Some graphic objects may be pre-rendered. Rather than receiving a graphic object defined as (N, calibri, 12 font), the graphic object may be an array of pixels which are an image of an N. Rather than receiving coordinates defining tick marks, the graphic object may be an array of pixels which are images of tick marks. In the loading stage, step 720 may be skipped and the canvas is populated by transferring images of pre-rendered graphic objects to the canvas and listing.
All graphic objects in the entire virtual environment need not be loaded. For example, graphic objects which are far away from the current display window may be loaded only when the eye angle comes closer to their locations. As another variation, different versions of graphic objects may be loaded. For example, if the graphic object is three-dimensional or dynamic in some fashion, different versions may be loaded and the correct version used depending on the eye angle or other conditions.

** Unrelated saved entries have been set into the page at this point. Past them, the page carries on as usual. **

// SPDX-License-Identifier: AGPL-3.0-or-later
// © 2025 Ryo ∴ SpiralArchitect (kishkavsesvit@icloud.com)
// Part of SpiralTorch — Licensed under AGPL-3.0-or-later.
// Unauthorized derivative works or closed redistribution prohibited under AGPL §13.

use thiserror::Error;

pub type Result<T> = std::result::Result<T, Error>;

#[derive(Debug, Error)]
pub enum Error {
    #[error("shape error: {0}")]
    Shape(String),
    #[error("broadcast: incompatible shapes {left:?} and {right:?}")]
    Broadcast { left: Vec<usize>, right: Vec<usize> },
    #[error("cannot split axis {axis} of size {size} into two equal halves")]
    OddSplit { axis: usize, size: usize },
    #[error("repeat_cat: input {input} has size {size} on axis {axis}; expected 1 or {expected}")]
    RepeatCat {
        input: usize,
        axis: usize,
        size: usize,
        expected: usize,
    },
    #[error("matrix for batch element {batch} is not positive definite")]
    NotPositiveDefinite { batch: usize },
    #[error("scalar indexing is disabled in this execution context ({0})")]
    ScalarIndexing(&'static str),
    #[error("operator '{0}' is not registered")]
    UnknownOperator(String),
    #[error("operator '{0}' is already registered")]
    DuplicateOperator(String),
    #[error("operator '{name}' expects {expected} inputs, got {got}")]
    Arity {
        name: String,
        expected: usize,
        got: usize,
    },
    #[error("operator '{0}' does not support gradient computation")]
    NotDifferentiable(String),
    #[error("backend error: {0}")]
    Backend(String),
    #[error("missing parameter '{name}' while loading module state")]
    MissingParameter { name: String },
    #[error("invalid value for {label}: {message}")]
    InvalidValue { label: &'static str, message: String },
    #[error("i/o error: {0}")]
    Io(#[from] std::io::Error),
    #[error("serialization error: {0}")]
    Serialization(String),
}

pub fn shape(m: impl Into<String>) -> Error {
    Error::Shape(m.into())
}

pub fn invalid(label: &'static str, message: impl Into<String>) -> Error {
    Error::InvalidValue {
        label,
        message: message.into(),
    }
}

Once the canvas is loaded, the display stage produces images in real-time. FIG. 7B is a flow diagram of the display stage, which may be performed by the real-time graphics module. In FIG. 6, the real-time module receives eye tracking data 660. The independent contact lens may contain accelerometer(s), a gyroscope and a magnetometer. These can provide sensor measurements from which the real-time module computes the eye angle at 750. From the eye angle and the known locations of the different graphic objects on the canvas, the real-time module can determine which objects fall within the current display window at 760. At 770, the images for these graphic objects are retrieved from the canvas 615 and transferred to the display 640.
As the eye angle changes, this process is repeated to refresh the display. In some applications, the display is refreshed at a frame rate of 100 frames per second or more. In one approach, every frame is rebuilt by transferring all of the relevant images from the canvas to the display. In the example of FIG. 4, the entire heart is retransferred from the canvas to the display 100 times per second as the eye is looking from position 1 to position 2.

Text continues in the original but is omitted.